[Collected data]
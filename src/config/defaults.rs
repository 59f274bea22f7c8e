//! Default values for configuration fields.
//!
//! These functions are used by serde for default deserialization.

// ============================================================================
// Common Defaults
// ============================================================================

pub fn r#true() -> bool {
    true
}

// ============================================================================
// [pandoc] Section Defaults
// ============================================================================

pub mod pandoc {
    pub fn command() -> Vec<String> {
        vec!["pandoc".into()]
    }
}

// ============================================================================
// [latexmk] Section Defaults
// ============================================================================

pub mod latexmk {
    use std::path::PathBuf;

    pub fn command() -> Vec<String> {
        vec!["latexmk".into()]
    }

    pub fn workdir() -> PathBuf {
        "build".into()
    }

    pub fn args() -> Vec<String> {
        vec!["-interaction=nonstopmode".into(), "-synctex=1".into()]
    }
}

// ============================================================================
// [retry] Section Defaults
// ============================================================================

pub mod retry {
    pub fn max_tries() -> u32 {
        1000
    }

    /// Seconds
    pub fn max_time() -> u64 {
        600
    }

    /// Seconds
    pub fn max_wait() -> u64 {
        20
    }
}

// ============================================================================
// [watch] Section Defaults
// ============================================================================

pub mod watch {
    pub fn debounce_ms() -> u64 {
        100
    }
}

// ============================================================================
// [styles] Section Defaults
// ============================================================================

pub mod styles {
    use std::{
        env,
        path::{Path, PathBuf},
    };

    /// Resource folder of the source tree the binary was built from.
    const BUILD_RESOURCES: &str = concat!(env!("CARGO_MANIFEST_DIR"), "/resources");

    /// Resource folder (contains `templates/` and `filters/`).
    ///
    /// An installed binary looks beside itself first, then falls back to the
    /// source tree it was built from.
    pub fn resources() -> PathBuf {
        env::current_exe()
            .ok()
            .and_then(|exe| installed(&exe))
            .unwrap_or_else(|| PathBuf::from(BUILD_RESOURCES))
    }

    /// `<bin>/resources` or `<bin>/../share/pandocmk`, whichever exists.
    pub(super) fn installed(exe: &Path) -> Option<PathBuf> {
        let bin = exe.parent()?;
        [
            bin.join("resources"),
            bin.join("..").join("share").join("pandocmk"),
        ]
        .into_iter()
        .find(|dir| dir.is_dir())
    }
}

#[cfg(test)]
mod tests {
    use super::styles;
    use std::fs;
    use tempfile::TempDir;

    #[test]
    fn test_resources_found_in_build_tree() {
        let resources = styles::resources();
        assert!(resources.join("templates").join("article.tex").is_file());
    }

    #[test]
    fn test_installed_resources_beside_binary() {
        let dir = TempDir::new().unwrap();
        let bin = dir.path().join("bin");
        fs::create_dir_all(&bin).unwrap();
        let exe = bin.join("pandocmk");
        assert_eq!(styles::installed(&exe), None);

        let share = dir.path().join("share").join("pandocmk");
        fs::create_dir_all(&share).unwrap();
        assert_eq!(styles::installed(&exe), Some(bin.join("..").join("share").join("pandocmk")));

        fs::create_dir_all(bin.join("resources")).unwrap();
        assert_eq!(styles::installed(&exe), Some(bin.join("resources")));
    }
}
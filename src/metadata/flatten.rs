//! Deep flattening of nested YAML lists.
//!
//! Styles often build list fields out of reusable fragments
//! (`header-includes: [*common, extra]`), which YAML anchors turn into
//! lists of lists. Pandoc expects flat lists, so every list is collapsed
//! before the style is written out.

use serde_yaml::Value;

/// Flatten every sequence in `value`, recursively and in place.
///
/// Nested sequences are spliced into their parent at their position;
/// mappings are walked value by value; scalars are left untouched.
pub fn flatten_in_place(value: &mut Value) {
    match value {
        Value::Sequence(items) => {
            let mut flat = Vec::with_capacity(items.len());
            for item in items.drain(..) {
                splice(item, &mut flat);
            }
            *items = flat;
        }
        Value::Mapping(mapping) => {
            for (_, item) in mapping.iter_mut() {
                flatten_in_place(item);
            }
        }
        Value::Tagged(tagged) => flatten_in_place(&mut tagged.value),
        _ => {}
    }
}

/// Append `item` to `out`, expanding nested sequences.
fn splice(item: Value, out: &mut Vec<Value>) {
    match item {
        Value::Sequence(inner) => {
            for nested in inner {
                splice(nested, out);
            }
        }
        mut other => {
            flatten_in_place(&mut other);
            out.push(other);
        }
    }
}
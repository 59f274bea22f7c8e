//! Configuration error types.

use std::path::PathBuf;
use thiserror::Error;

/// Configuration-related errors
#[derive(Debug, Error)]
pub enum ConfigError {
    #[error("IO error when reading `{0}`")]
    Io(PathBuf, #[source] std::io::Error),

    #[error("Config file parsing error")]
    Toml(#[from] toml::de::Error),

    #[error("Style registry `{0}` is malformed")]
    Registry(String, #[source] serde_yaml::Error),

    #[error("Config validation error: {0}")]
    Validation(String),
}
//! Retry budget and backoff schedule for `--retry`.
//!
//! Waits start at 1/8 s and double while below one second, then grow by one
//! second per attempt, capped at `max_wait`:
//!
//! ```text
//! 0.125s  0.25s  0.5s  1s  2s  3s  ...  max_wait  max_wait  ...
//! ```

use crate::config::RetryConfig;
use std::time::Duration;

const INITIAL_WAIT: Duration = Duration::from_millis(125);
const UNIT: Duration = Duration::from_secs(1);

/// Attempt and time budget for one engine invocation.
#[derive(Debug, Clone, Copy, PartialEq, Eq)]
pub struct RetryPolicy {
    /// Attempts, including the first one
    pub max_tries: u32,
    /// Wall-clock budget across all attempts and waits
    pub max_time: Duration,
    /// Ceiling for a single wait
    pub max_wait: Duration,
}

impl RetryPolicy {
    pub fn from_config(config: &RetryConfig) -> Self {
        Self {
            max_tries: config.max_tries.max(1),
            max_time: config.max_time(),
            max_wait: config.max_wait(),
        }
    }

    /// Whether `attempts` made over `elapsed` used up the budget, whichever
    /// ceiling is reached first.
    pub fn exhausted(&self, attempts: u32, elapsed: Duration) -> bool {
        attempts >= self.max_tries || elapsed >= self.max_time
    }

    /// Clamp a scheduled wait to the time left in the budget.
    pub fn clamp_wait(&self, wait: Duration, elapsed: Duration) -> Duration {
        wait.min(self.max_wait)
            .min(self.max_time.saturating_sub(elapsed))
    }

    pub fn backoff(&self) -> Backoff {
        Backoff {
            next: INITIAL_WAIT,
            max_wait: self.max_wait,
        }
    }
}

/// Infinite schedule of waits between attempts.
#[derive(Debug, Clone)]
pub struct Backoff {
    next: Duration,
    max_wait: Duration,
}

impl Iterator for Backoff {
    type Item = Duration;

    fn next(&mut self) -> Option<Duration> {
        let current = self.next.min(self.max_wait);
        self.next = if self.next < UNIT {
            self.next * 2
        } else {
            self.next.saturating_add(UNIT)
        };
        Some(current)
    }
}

## Aim of the task
Take the entries and copy them out exactly.

## Task output
filename src/config/defaults.rs
repository 59f274bea22f7c8e
//! Default values for configuration fields.
//!
//! These functions are used by serde for default deserialization.

// ============================================================================
// Common Defaults
// ============================================================================

pub fn r#true() -> bool {
    true
}

// ============================================================================
// [pandoc] Section Defaults
// ============================================================================

pub mod pandoc {
    pub fn command() -> Vec<String> {
        vec!["pandoc".into()]
    }
}

// ============================================================================
// [latexmk] Section Defaults
// ============================================================================

pub mod latexmk {
    use std::path::PathBuf;

    pub fn command() -> Vec<String> {
        vec!["latexmk".into()]
    }

    pub fn workdir() -> PathBuf {
        "build".into()
    }

    pub fn args() -> Vec<String> {
        vec!["-interaction=nonstopmode".into(), "-synctex=1".into()]
    }
}

// ============================================================================
// [retry] Section Defaults
// ============================================================================

pub mod retry {
    pub fn max_tries() -> u32 {
        1000
    }

    /// Seconds
    pub fn max_time() -> u64 {
        600
    }

    /// Seconds
    pub fn max_wait() -> u64 {
        20
    }
}

// ============================================================================
// [watch] Section Defaults
// ============================================================================

pub mod watch {
    pub fn debounce_ms() -> u64 {
        100
    }
}

// ============================================================================
// [styles] Section Defaults
// ============================================================================

pub mod styles {
    use std::{
        env,
        path::{Path, PathBuf},
    };

    /// Resource folder of the source tree the binary was built from.
    const BUILD_RESOURCES: &str = concat!(env!("CARGO_MANIFEST_DIR"), "/resources");

    /// Resource folder (contains `templates/` and `filters/`).
    ///
    /// An installed binary looks beside itself first, then falls back to the
    /// source tree it was built from.
    pub fn resources() -> PathBuf {
        env::current_exe()
            .ok()
            .and_then(|exe| installed(&exe))
            .unwrap_or_else(|| PathBuf::from(BUILD_RESOURCES))
    }

    /// `<bin>/resources` or `<bin>/../share/pandocmk`, whichever exists.
    pub(super) fn installed(exe: &Path) -> Option<PathBuf> {
        let bin = exe.parent()?;
        [
            bin.join("resources"),
            bin.join("..").join("share").join("pandocmk"),
        ]
        .into_iter()
        .find(|dir| dir.is_dir())
    }
}

#[cfg(test)]
mod tests {
    use super::styles;
    use std::fs;
    use tempfile::TempDir;

    #[test]
    fn test_resources_found_in_build_tree() {
        let resources = styles::resources();
        assert!(resources.join("templates").join("article.tex").is_file());
    }

    #[test]
    fn test_installed_resources_beside_binary() {
        let dir = TempDir::new().unwrap();
        let bin = dir.path().join("bin");
        fs::create_dir_all(&bin).unwrap();
        let exe = bin.join("pandocmk");
        assert_eq!(styles::installed(&exe), None);

        let share = dir.path().join("share").join("pandocmk");
        fs::create_dir_all(&share).unwrap();
        assert_eq!(styles::installed(&exe), Some(bin.join("..").join("share").join("pandocmk")));

        fs::create_dir_all(bin.join("resources")).unwrap();
        assert_eq!(styles::installed(&exe), Some(bin.join("resources")));
    }
}
filename src/metadata/flatten.rs
//! Deep flattening of nested YAML lists.
//!
//! Styles often build list fields out of reusable fragments
//! (`header-includes: [*common, extra]`), which YAML anchors turn into
//! lists of lists. Pandoc expects flat lists, so every list is collapsed
//! before the style is written out.

use serde_yaml::Value;

/// Flatten every sequence in `value`, recursively and in place.
///
/// Nested sequences are spliced into their parent at their position;
/// mappings are walked value by value; scalars are left untouched.
pub fn flatten_in_place(value: &mut Value) {
    match value {
        Value::Sequence(items) => {
            let mut flat = Vec::with_capacity(items.len());
            for item in items.drain(..) {
                splice(item, &mut flat);
            }
            *items = flat;
        }
        Value::Mapping(mapping) => {
            for (_, item) in mapping.iter_mut() {
                flatten_in_place(item);
            }
        }
        Value::Tagged(tagged) => flatten_in_place(&mut tagged.value),
        _ => {}
    }
}

/// Append `item` to `out`, expanding nested sequences.
fn splice(item: Value, out: &mut Vec<Value>) {
    match item {
        Value::Sequence(inner) => {
            for nested in inner {
                splice(nested, out);
            }
        }
        mut other => {
            flatten_in_place(&mut other);
            out.push(other);
        }
    }
}
repository 59f274bea22f7c8e
//! Configuration error types.

use std::path::PathBuf;
use thiserror::Error;

/// Configuration-related errors
#[derive(Debug, Error)]
pub enum ConfigError {
    #[error("IO error when reading `{0}`")]
    Io(PathBuf, #[source] std::io::Error),

    #[error("Config file parsing error")]
    Toml(#[from] toml::de::Error),

    #[error("Style registry `{0}` is malformed")]
    Registry(String, #[source] serde_yaml::Error),

    #[error("Config validation error: {0}")]
    Validation(String),
}
//! Retry budget and backoff schedule for `--retry`.
//!
//! Waits start at 1/8 s and double while below one second, then grow by one
//! second per attempt, capped at `max_wait`:
//!
//! ```text
//! 0.125s  0.25s  0.5s  1s  2s  3s  ...  max_wait  max_wait  ...
//! ```

use crate::config::RetryConfig;
use std::time::Duration;

const INITIAL_WAIT: Duration = Duration::from_millis(125);
const UNIT: Duration = Duration::from_secs(1);

/// Attempt and time budget for one engine invocation.
#[derive(Debug, Clone, Copy, PartialEq, Eq)]
pub struct RetryPolicy {
    /// Attempts, including the first one
    pub max_tries: u32,
    /// Wall-clock budget across all attempts and waits
    pub max_time: Duration,
    /// Ceiling for a single wait
    pub max_wait: Duration,
}

impl RetryPolicy {
    pub fn from_config(config: &RetryConfig) -> Self {
        Self {
            max_tries: config.max_tries.max(1),
            max_time: config.max_time(),
            max_wait: config.max_wait(),
        }
    }

    /// Whether `attempts` made over `elapsed` used up the budget, whichever
    /// ceiling is reached first.
    pub fn exhausted(&self, attempts: u32, elapsed: Duration) -> bool {
        attempts >= self.max_tries || elapsed >= self.max_time
    }

    /// Clamp a scheduled wait to the time left in the budget.
    pub fn clamp_wait(&self, wait: Duration, elapsed: Duration) -> Duration {
        wait.min(self.max_wait)
            .min(self.max_time.saturating_sub(elapsed))
    }

    pub fn backoff(&self) -> Backoff {
        Backoff {
            next: INITIAL_WAIT,
            max_wait: self.max_wait,
        }
    }
}

/// Infinite schedule of waits between attempts.
#[derive(Debug, Clone)]
pub struct Backoff {
    next: Duration,
    max_wait: Duration,
}

impl Iterator for Backoff {
    type Item = Duration;

    fn next(&mut self) -> Option<Duration> {
        let current = self.next.min(self.max_wait);
        self.next = if self.next < UNIT {
            self.next * 2
        } else {
            self.next.saturating_add(UNIT)
        };
        Some(current)
    }
}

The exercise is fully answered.